I’ve served my daughter less-than perfect homemade pasta in the past and she still loves me…it’s a fact. If I quit serving my daughter pasta years ago because it wasn’t perfect we wouldn’t be making ravioli together today.  If I never shared my crackers with anyone until I thought they were perfect I’d still be the only one eating them.

So what if I don’t have the “perfect” image, I’m not putting my articles on the bench anymore; because every time I postpone a “publish” I postpone doing something I love to do.

*Epiphany*

At the end of the day it’s more important to keep moving in the direction we love even if the results are less than perfect. No matter what, you just can’t postpone putting it out there.

Do what you love everyday, even if it’s just in little bits and pieces  – just keep putting it out there.

And never… under any circumstances convince yourself you need to wait until it’s perfect; because once you get in the habit of postponing and putting your craft on the bench due to the lack of perfection, you stop doing what you love.

*sigh*

I am,

The Urban Mountaineer

 

3 thoughts on “The Red “X” and a battle for perfection

  1. Dear Urban Mountaineer,

    You have inspired me!

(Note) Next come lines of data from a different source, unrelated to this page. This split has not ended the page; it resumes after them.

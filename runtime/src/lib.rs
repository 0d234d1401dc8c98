//! # Casewire Runtime
//!
//! The request execution engine: the [`RequestQueue`] that admits, orders,
//! pauses, caches, and cancels requests, and the executor that performs one
//! attempt per dispatch.
//!
//! ## Example
//!
//! ```ignore
//! use casewire_core::{Request, SessionContext};
//! use casewire_runtime::{HttpTransport, JsonMapper, RequestQueue};
//! use std::sync::Arc;
//!
//! let queue = RequestQueue::new(Arc::new(HttpTransport::new()), Arc::new(JsonMapper));
//!
//! let context = Arc::new(
//!     SessionContext::new("https://cases.example.com/api.asp").with_auth_token("tok"),
//! );
//! let request = Request::new(
//!     context,
//!     [("cmd".to_string(), "listCases".to_string())].into_iter().collect(),
//! );
//! request.on_ended(|req| println!("{} -> {}", req.id(), req.state()));
//!
//! queue.enqueue(&request).await?;
//! queue.wait_idle().await;
//! ```

/// One attempt at satisfying a request, plus hook dispatch indirection
pub mod executor;

/// Admission control, ordering, pausing, and the response cache
pub mod queue;

/// Production transport (HTTP) and mapper (JSON) collaborators
pub mod transport;

pub use executor::{HookDispatcher, InlineDispatcher};
pub use queue::{QueueConfig, RequestQueue, ResponseCache};
pub use transport::{HttpTransport, JsonMapper};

This was a “perfect” article for me to read today. Thank you, I needed this.

    Yours,

    Inspired reader 🙂

  2. Lol…yes I am lmao!! Your are so right on…perfection is our worst enemy. However you write beautifully GF and I have always loved your images….glad to see you back.

    • Thank you Joyce, I’m glad to know I made you laugh 🙂 I did a little food photography this past weekend…maybe they’ll eventually make it into a post. I look forward to catching up with you!